What to produce
This exercise requires every record to be repeated exactly.

Dataset extract
────────────────────────────────────────

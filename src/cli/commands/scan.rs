use std::{env, path::PathBuf};

use anyhow::{Context, Result, bail};

use super::super::args::{ScanArgs, ScanCommand};
use super::{CommandResult, CommandSummary, ScanCommandSummary};
use crate::config::{Config, load_config};
use crate::core::{ScanOptions, Scanner, ToolMessages, scan::IgnoreRules};

/// Apply command-line overrides on top of the loaded config.
///
/// List options replace the config value when given at all.
pub fn apply_overrides(mut config: Config, args: &ScanArgs) -> Config {
    if let Some(language) = &args.language {
        config.language = language.clone();
    }
    if let Some(recursive) = args.recursive() {
        config.recursive = recursive;
    }
    if !args.extensions.is_empty() {
        config.extensions = args.extensions.clone();
    }
    if !args.translate_to.is_empty() {
        config.translate_to = args.translate_to.clone();
    }
    config.normalize();
    config
}

fn resolve_root(args: &ScanArgs) -> Result<PathBuf> {
    let root = match &args.output_dir {
        Some(dir) => dir.clone(),
        None => env::current_dir().context("Failed to get current directory")?,
    };
    if !root.is_dir() {
        bail!("Output directory does not exist: {}", root.display());
    }
    Ok(root)
}

pub fn scan(cmd: ScanCommand) -> Result<CommandResult> {
    let args = &cmd.args;
    let root = resolve_root(args)?;

    let loaded = load_config(&root)?;
    let config = apply_overrides(loaded.config, args);
    config.validate()?;

    let ignores = IgnoreRules::new(&root, &config.ignores)
        .context("Invalid glob pattern in 'ignores'")?;

    let options = ScanOptions {
        root: root.clone(),
        marker: config.marker.clone(),
        recursive: config.recursive,
        extensions: config.extensions,
        target_languages: config.translate_to,
        messages: ToolMessages::for_language(&config.language),
        catalog_file: config.catalog_file,
        ignores,
        dry_run: args.dry_run,
        verbose: args.verbose,
    };

    let outcome = Scanner::new(options)
        .run()
        .context("Failed to update translation catalogs")?;

    let error_count = outcome.failure_count();
    let warning_count = outcome.reports().map(|r| r.non_literals.len()).sum();

    Ok(CommandResult {
        summary: CommandSummary::Scan(ScanCommandSummary {
            root,
            config_path: loaded.path,
            marker: config.marker,
            dry_run: args.dry_run,
            outcome,
        }),
        error_count,
        warning_count,
    })
}
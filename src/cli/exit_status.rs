use std::process::ExitCode;

/// Exit status for CLI commands.
///
/// - `Success` (0): Command completed, every catalog was updated
/// - `Failure` (1): Command completed but some directories could not be processed
/// - `Error` (2): Command failed (config error, catalog write failure, etc.)
#[derive(Copy, Clone, Debug, PartialEq, Eq)]
pub enum ExitStatus {
    /// Command completed successfully.
    Success,
    /// Command completed but some directories failed.
    Failure,
    /// Command failed due to an error that stopped the run.
    Error,
}

impl From<ExitStatus> for ExitCode {
    fn from(status: ExitStatus) -> Self {
        match status {
            ExitStatus::Success => ExitCode::from(0),
            ExitStatus::Failure => ExitCode::from(1),
            ExitStatus::Error => ExitCode::from(2),
        }
    }
}
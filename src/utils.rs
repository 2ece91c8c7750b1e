//! Common utility functions shared across the codebase.

/// Byte offsets at which each line of `content` starts.
///
/// Line 1 starts at offset 0, line 2 after the first `'\n'`, and so on.
pub fn build_line_index(content: &str) -> Vec<usize> {
    let mut offsets = vec![0];
    for (i, c) in content.char_indices() {
        if c == '\n' {
            offsets.push(i + 1);
        }
    }
    offsets
}

/// 1-based line number of a byte offset, using a binary search over the
/// index built by [`build_line_index`].
///
/// # Examples
///
/// ```
/// use xlocalize::utils::{build_line_index, offset_to_line};
///
/// let index = build_line_index("a\nbc\nd");
/// assert_eq!(offset_to_line(&index, 0), 1);
/// assert_eq!(offset_to_line(&index, 3), 2);
/// assert_eq!(offset_to_line(&index, 5), 3);
/// ```
pub fn offset_to_line(line_index: &[usize], offset: usize) -> usize {
    match line_index.binary_search(&offset) {
        Ok(line) => line + 1,
        Err(line) => line,
    }
}

/// Shorten `text` to at most `max` chars for single-line display.
pub fn truncate_for_display(text: &str, max: usize) -> String {
    let single_line: String = text.split_whitespace().collect::<Vec<_>>().join(" ");
    if single_line.chars().count() <= max {
        return single_line;
    }
    let mut short: String = single_line.chars().take(max.saturating_sub(1)).collect();
    short.push('…');
    short
}
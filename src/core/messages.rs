//! The tool's own catalog strings.
//!
//! Only the two values written into catalogs are localized: the placeholder
//! stamped for missing translations and the key used for marker calls whose
//! argument is not a literal. Console output stays in English.

/// Catalog strings in one operating language.
#[derive(Debug, Clone, Copy, PartialEq, Eq)]
pub struct ToolMessages {
    /// Value meaning "not yet translated".
    pub placeholder: &'static str,
    /// Prefix of the diagnostic key for non-literal arguments.
    variable_input: &'static str,
}

const ENGLISH: ToolMessages = ToolMessages {
    placeholder: "MISSING TRANSLATION",
    variable_input: "FOUND VARIABLE INPUT: ",
};

const TABLE: &[(&str, ToolMessages)] = &[
    ("en", ENGLISH),
    (
        "es",
        ToolMessages {
            placeholder: "FALTA TRADUCCIÓN",
            variable_input: "ENTRADA VARIABLE ENCONTRADA: ",
        },
    ),
    (
        "fr",
        ToolMessages {
            placeholder: "TRADUCTION MANQUANTE",
            variable_input: "ENTRÉE VARIABLE TROUVÉE : ",
        },
    ),
    (
        "de",
        ToolMessages {
            placeholder: "FEHLENDE ÜBERSETZUNG",
            variable_input: "VARIABLE EINGABE GEFUNDEN: ",
        },
    ),
    (
        "it",
        ToolMessages {
            placeholder: "TRADUZIONE MANCANTE",
            variable_input: "INPUT VARIABILE TROVATO: ",
        },
    ),
    (
        "pt",
        ToolMessages {
            placeholder: "TRADUÇÃO AUSENTE",
            variable_input: "ENTRADA VARIÁVEL ENCONTRADA: ",
        },
    ),
];

impl ToolMessages {
    /// Messages for `language`, matched on its primary subtag (`es-MX` → `es`).
    /// Unknown languages fall back to English.
    pub fn for_language(language: &str) -> Self {
        let primary = language
            .split(['-', '_'])
            .next()
            .unwrap_or_default()
            .to_ascii_lowercase();

        TABLE
            .iter()
            .find(|(code, _)| *code == primary)
            .map(|(_, messages)| *messages)
            .unwrap_or(ENGLISH)
    }

    /// Catalog key reported for a marker call with a non-literal argument.
    pub fn variable_input(&self, raw: &str) -> String {
        format!("{}{}", self.variable_input, raw)
    }
}

impl Default for ToolMessages {
    fn default() -> Self {
        ENGLISH
    }
}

────────────────────────────────────────

Task answer
filename src/cli/commands/scan.rs
use std::{env, path::PathBuf};

use anyhow::{Context, Result, bail};

use super::super::args::{ScanArgs, ScanCommand};
use super::{CommandResult, CommandSummary, ScanCommandSummary};
use crate::config::{Config, load_config};
use crate::core::{ScanOptions, Scanner, ToolMessages, scan::IgnoreRules};

/// Apply command-line overrides on top of the loaded config.
///
/// List options replace the config value when given at all.
pub fn apply_overrides(mut config: Config, args: &ScanArgs) -> Config {
    if let Some(language) = &args.language {
        config.language = language.clone();
    }
    if let Some(recursive) = args.recursive() {
        config.recursive = recursive;
    }
    if !args.extensions.is_empty() {
        config.extensions = args.extensions.clone();
    }
    if !args.translate_to.is_empty() {
        config.translate_to = args.translate_to.clone();
    }
    config.normalize();
    config
}

fn resolve_root(args: &ScanArgs) -> Result<PathBuf> {
    let root = match &args.output_dir {
        Some(dir) => dir.clone(),
        None => env::current_dir().context("Failed to get current directory")?,
    };
    if !root.is_dir() {
        bail!("Output directory does not exist: {}", root.display());
    }
    Ok(root)
}

pub fn scan(cmd: ScanCommand) -> Result<CommandResult> {
    let args = &cmd.args;
    let root = resolve_root(args)?;

    let loaded = load_config(&root)?;
    let config = apply_overrides(loaded.config, args);
    config.validate()?;

    let ignores = IgnoreRules::new(&root, &config.ignores)
        .context("Invalid glob pattern in 'ignores'")?;

    let options = ScanOptions {
        root: root.clone(),
        marker: config.marker.clone(),
        recursive: config.recursive,
        extensions: config.extensions,
        target_languages: config.translate_to,
        messages: ToolMessages::for_language(&config.language),
        catalog_file: config.catalog_file,
        ignores,
        dry_run: args.dry_run,
        verbose: args.verbose,
    };

    let outcome = Scanner::new(options)
        .run()
        .context("Failed to update translation catalogs")?;

    let error_count = outcome.failure_count();
    let warning_count = outcome.reports().map(|r| r.non_literals.len()).sum();

    Ok(CommandResult {
        summary: CommandSummary::Scan(ScanCommandSummary {
            root,
            config_path: loaded.path,
            marker: config.marker,
            dry_run: args.dry_run,
            outcome,
        }),
        error_count,
        warning_count,
    })
}
filename src/cli/exit_status.rs
use std::process::ExitCode;

/// Exit status for CLI commands.
///
/// - `Success` (0): Command completed, every catalog was updated
/// - `Failure` (1): Command completed but some directories could not be processed
/// - `Error` (2): Command failed (config error, catalog write failure, etc.)
#[derive(Copy, Clone, Debug, PartialEq, Eq)]
pub enum ExitStatus {
    /// Command completed successfully.
    Success,
    /// Command completed but some directories failed.
    Failure,
    /// Command failed due to an error that stopped the run.
    Error,
}

impl From<ExitStatus> for ExitCode {
    fn from(status: ExitStatus) -> Self {
        match status {
            ExitStatus::Success => ExitCode::from(0),
            ExitStatus::Failure => ExitCode::from(1),
            ExitStatus::Error => ExitCode::from(2),
        }
    }
}
filename src/utils.rs
repository 2ece91c8c7750b1e
//! Common utility functions shared across the codebase.

/// Byte offsets at which each line of `content` starts.
///
/// Line 1 starts at offset 0, line 2 after the first `'\n'`, and so on.
pub fn build_line_index(content: &str) -> Vec<usize> {
    let mut offsets = vec![0];
    for (i, c) in content.char_indices() {
        if c == '\n' {
            offsets.push(i + 1);
        }
    }
    offsets
}

/// 1-based line number of a byte offset, using a binary search over the
/// index built by [`build_line_index`].
///
/// # Examples
///
/// ```
/// use xlocalize::utils::{build_line_index, offset_to_line};
///
/// let index = build_line_index("a\nbc\nd");
/// assert_eq!(offset_to_line(&index, 0), 1);
/// assert_eq!(offset_to_line(&index, 3), 2);
/// assert_eq!(offset_to_line(&index, 5), 3);
/// ```
pub fn offset_to_line(line_index: &[usize], offset: usize) -> usize {
    match line_index.binary_search(&offset) {
        Ok(line) => line + 1,
        Err(line) => line,
    }
}

/// Shorten `text` to at most `max` chars for single-line display.
pub fn truncate_for_display(text: &str, max: usize) -> String {
    let single_line: String = text.split_whitespace().collect::<Vec<_>>().join(" ");
    if single_line.chars().count() <= max {
        return single_line;
    }
    let mut short: String = single_line.chars().take(max.saturating_sub(1)).collect();
    short.push('…');
    short
}
filename src/core/messages.rs
//! The tool's own catalog strings.
//!
//! Only the two values written into catalogs are localized: the placeholder
//! stamped for missing translations and the key used for marker calls whose
//! argument is not a literal. Console output stays in English.

/// Catalog strings in one operating language.
#[derive(Debug, Clone, Copy, PartialEq, Eq)]
pub struct ToolMessages {
    /// Value meaning "not yet translated".
    pub placeholder: &'static str,
    /// Prefix of the diagnostic key for non-literal arguments.
    variable_input: &'static str,
}

const ENGLISH: ToolMessages = ToolMessages {
    placeholder: "MISSING TRANSLATION",
    variable_input: "FOUND VARIABLE INPUT: ",
};

const TABLE: &[(&str, ToolMessages)] = &[
    ("en", ENGLISH),
    (
        "es",
        ToolMessages {
            placeholder: "FALTA TRADUCCIÓN",
            variable_input: "ENTRADA VARIABLE ENCONTRADA: ",
        },
    ),
    (
        "fr",
        ToolMessages {
            placeholder: "TRADUCTION MANQUANTE",
            variable_input: "ENTRÉE VARIABLE TROUVÉE : ",
        },
    ),
    (
        "de",
        ToolMessages {
            placeholder: "FEHLENDE ÜBERSETZUNG",
            variable_input: "VARIABLE EINGABE GEFUNDEN: ",
        },
    ),
    (
        "it",
        ToolMessages {
            placeholder: "TRADUZIONE MANCANTE",
            variable_input: "INPUT VARIABILE TROVATO: ",
        },
    ),
    (
        "pt",
        ToolMessages {
            placeholder: "TRADUÇÃO AUSENTE",
            variable_input: "ENTRADA VARIÁVEL ENCONTRADA: ",
        },
    ),
];

impl ToolMessages {
    /// Messages for `language`, matched on its primary subtag (`es-MX` → `es`).
    /// Unknown languages fall back to English.
    pub fn for_language(language: &str) -> Self {
        let primary = language
            .split(['-', '_'])
            .next()
            .unwrap_or_default()
            .to_ascii_lowercase();

        TABLE
            .iter()
            .find(|(code, _)| *code == primary)
            .map(|(_, messages)| *messages)
            .unwrap_or(ENGLISH)
    }

    /// Catalog key reported for a marker call with a non-literal argument.
    pub fn variable_input(&self, raw: &str) -> String {
        format!("{}{}", self.variable_input, raw)
    }
}

impl Default for ToolMessages {
    fn default() -> Self {
        ENGLISH
    }
}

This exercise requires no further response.